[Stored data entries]
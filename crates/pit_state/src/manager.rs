//! Lifecycle of state containers: build, start and stop.

use std::collections::HashMap;
use std::future::Future;
use std::path::{Path, PathBuf};
use std::sync::Arc;
use std::time::Duration;

use chrono::{DateTime, Utc};
use parking_lot::Mutex;
use serde::{Deserialize, Serialize};
use tokio::io::AsyncWrite;
use tokio_util::sync::CancellationToken;
use tracing::{debug, info};

use crate::builder::ImageBuilder;
use crate::config::{ConfigSource, PortBinding};
use crate::docker::DockerRuntime;
use crate::error::{StateError, StateResult};
use crate::naming::{is_state_name, Naming};
use crate::readiness::ReadinessDetector;
use crate::runtime::{CreateRequest, RemoveRequest, RuntimeClient};

/// A started state container.
#[derive(Debug, Clone, Serialize, Deserialize)]
pub struct StateContainer {
    /// Container ID
    pub id: String,
    /// Container name, equal to the image name
    pub name: String,
    /// Host the published ports are reachable on
    pub host: String,
    /// Published ports
    pub ports: Vec<PortBinding>,
    /// When the container was found ready
    pub started_at: DateTime<Utc>,
}

impl StateContainer {
    /// `host:port` under which a container port is reachable.
    pub fn address(&self, container_port: u16) -> Option<String> {
        self.ports
            .iter()
            .find(|p| p.container_port == container_port)
            .map(|p| format!("{}:{}", self.host, p.host_port))
    }
}

/// Connection settings for [`Manager::connect`].
#[derive(Debug, Clone)]
pub struct ManagerOptions {
    /// Docker daemon address, e.g. `tcp://192.168.59.103:2376`
    pub host: String,
    /// Directory holding `cert.pem`, `key.pem` and `ca.pem`
    pub cert_path: PathBuf,
    /// Directory holding the `<provider>/'<fixture>'` trees
    pub states_dir: PathBuf,
    /// Readiness poll interval override
    pub poll_interval: Option<Duration>,
}

impl ManagerOptions {
    pub fn new(
        host: impl Into<String>,
        cert_path: impl Into<PathBuf>,
        states_dir: impl Into<PathBuf>,
    ) -> Self {
        Self {
            host: host.into(),
            cert_path: cert_path.into(),
            states_dir: states_dir.into(),
            poll_interval: None,
        }
    }

    pub fn poll_interval(mut self, interval: Duration) -> Self {
        self.poll_interval = Some(interval);
        self
    }
}

/// Builds, starts and stops state containers.
///
/// Nothing is remembered between calls: every operation derives the
/// image/container name from the provider and fixture again. Operations on
/// the same fixture are serialized; different fixtures run concurrently.
pub struct Manager {
    runtime: Arc<dyn RuntimeClient>,
    naming: Naming,
    config: Arc<dyn ConfigSource>,
    host: String,
    builder: ImageBuilder,
    readiness: ReadinessDetector,
    locks: FixtureLocks,
}

impl Manager {
    /// Create a manager over an existing runtime client.
    ///
    /// `host` is the address state containers are reachable on, without
    /// scheme or port.
    pub fn new(
        runtime: Arc<dyn RuntimeClient>,
        naming: Naming,
        config: Arc<dyn ConfigSource>,
        host: impl Into<String>,
    ) -> Self {
        Self {
            builder: ImageBuilder::new(runtime.clone(), naming.clone()),
            runtime,
            naming,
            config,
            host: host.into(),
            readiness: ReadinessDetector::default(),
            locks: Mutex::new(HashMap::new()),
        }
    }

    /// Connect to a TLS-protected Docker daemon.
    pub async fn connect(
        options: ManagerOptions,
        config: Arc<dyn ConfigSource>,
    ) -> StateResult<Self> {
        let docker = DockerRuntime::connect_tls(&options.host, &options.cert_path).await?;
        let host = docker.endpoint().host().to_string();

        let mut manager = Self::new(Arc::new(docker), Naming::new(options.states_dir), config, host);
        if let Some(interval) = options.poll_interval {
            manager = manager.with_poll_interval(interval);
        }
        Ok(manager)
    }

    pub fn with_poll_interval(mut self, interval: Duration) -> Self {
        self.readiness = ReadinessDetector::new(interval);
        self
    }

    pub fn states_dir(&self) -> &Path {
        self.naming.base_dir()
    }

    /// Image and container name of a fixture.
    pub fn image_name(&self, provider: &str, fixture: &str) -> String {
        self.naming.image_name_for(provider, fixture)
    }

    /// Build the image of a fixture, streaming the build log to `output`.
    pub async fn build<W>(&self, provider: &str, fixture: &str, output: &mut W) -> StateResult<String>
    where
        W: AsyncWrite + Unpin + Send,
    {
        self.build_with_cancel(provider, fixture, output, &CancellationToken::new())
            .await
    }

    pub async fn build_with_cancel<W>(
        &self,
        provider: &str,
        fixture: &str,
        output: &mut W,
        cancel: &CancellationToken,
    ) -> StateResult<String>
    where
        W: AsyncWrite + Unpin + Send,
    {
        let _guard = self.lock_fixture(&self.image_name(provider, fixture)).await;

        self.builder.build(provider, fixture, output, cancel).await
    }

    /// Start a container from a previously built fixture image and wait
    /// until it reports ready.
    ///
    /// A container that fails to become ready is left in place; call
    /// [`Manager::stop`] to remove it.
    pub async fn start(&self, provider: &str, fixture: &str) -> StateResult<StateContainer> {
        self.start_with_cancel(provider, fixture, &CancellationToken::new())
            .await
    }

    pub async fn start_with_cancel(
        &self,
        provider: &str,
        fixture: &str,
        cancel: &CancellationToken,
    ) -> StateResult<StateContainer> {
        let config = self
            .config
            .state_provider(provider)
            .ok_or_else(|| StateError::ConfigNotFound {
                provider: provider.to_string(),
            })?;

        let name = self.image_name(provider, fixture);
        let _guard = self.lock_fixture(&name).await;

        info!("Starting state {}/{} from image {}", provider, fixture, name);

        let request = CreateRequest {
            name: name.clone(),
            image: name.clone(),
            command: config.command.clone(),
            ports: config.ports.clone(),
        };
        let id = or_cancel(cancel, self.runtime.create_container(&request))
            .await?
            .map_err(|e| {
                if e.is_conflict() {
                    StateError::ContainerExists { name: name.clone() }
                } else {
                    StateError::ContainerCreateError {
                        image: name.clone(),
                        message: e.message,
                    }
                }
            })?;
        debug!("Created container {} for {}", id, name);

        or_cancel(cancel, self.runtime.start_container(&id))
            .await?
            .map_err(|e| StateError::ContainerStartError {
                image: name.clone(),
                message: e.message,
            })?;

        self.readiness
            .wait_ready(
                self.runtime.as_ref(),
                &id,
                &config.ready_pattern,
                config.ready_timeout,
                cancel,
            )
            .await?;

        let info = self
            .runtime
            .inspect_container(&id)
            .await
            .map_err(|e| StateError::InspectError {
                container: name.clone(),
                message: e.message,
            })?;

        info!("State {} ready on {}", name, self.host);
        Ok(StateContainer {
            id: info.id,
            name,
            host: self.host.clone(),
            ports: config.ports.clone(),
            started_at: Utc::now(),
        })
    }

    /// Force-remove the container of a fixture, including its volumes.
    pub async fn stop(&self, provider: &str, fixture: &str) -> StateResult<()> {
        let name = self.image_name(provider, fixture);
        let _guard = self.lock_fixture(&name).await;

        let containers = self.runtime.list_containers(true).await?;
        let container = containers
            .into_iter()
            .filter(|c| c.names.iter().any(|n| is_state_name(n)))
            .find(|c| c.has_name(&name))
            .ok_or_else(|| StateError::ContainerNotFound { name: name.clone() })?;

        self.runtime
            .remove_container(&container.id, &RemoveRequest::force())
            .await
            .map_err(|e| StateError::RemoveError {
                name: name.clone(),
                message: e.message,
            })?;

        info!("Removed state container {} ({})", name, container.id);
        Ok(())
    }

    /// Serialize operations on one fixture. The lock entry is dropped again
    /// once nobody holds or waits for it.
    async fn lock_fixture(&self, name: &str) -> FixtureGuard<'_> {
        let mut fixture = FixtureGuard {
            locks: &self.locks,
            name: name.to_string(),
            guard: None,
        };
        let lock = self
            .locks
            .lock()
            .entry(name.to_string())
            .or_default()
            .clone();
        fixture.guard = Some(lock.lock_owned().await);
        fixture
    }
}

type FixtureLocks = Mutex<HashMap<String, Arc<tokio::sync::Mutex<()>>>>;

struct FixtureGuard<'a> {
    locks: &'a FixtureLocks,
    name: String,
    guard: Option<tokio::sync::OwnedMutexGuard<()>>,
}

impl Drop for FixtureGuard<'_> {
    fn drop(&mut self) {
        self.guard.take();
        let mut locks = self.locks.lock();
        if locks
            .get(&self.name)
            .is_some_and(|lock| Arc::strong_count(lock) == 1)
        {
            locks.remove(&self.name);
        }
    }
}

async fn or_cancel<T>(
    cancel: &CancellationToken,
    fut: impl Future<Output = T>,
) -> StateResult<T> {
    tokio::select! {
        biased;
        _ = cancel.cancelled() => Err(StateError::Cancelled),
        output = fut => Ok(output),
    }
}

Task goal:
Your task is to copy every line in the entries that holds the string "info".

Exercise response:
use tracing::{debug, info};
        info!("Starting state {}/{} from image {}", provider, fixture, name);
        let info = self
        info!("State {} ready on {}", name, self.host);
            id: info.id,
        info!("Removed state container {} ({})", name, container.id);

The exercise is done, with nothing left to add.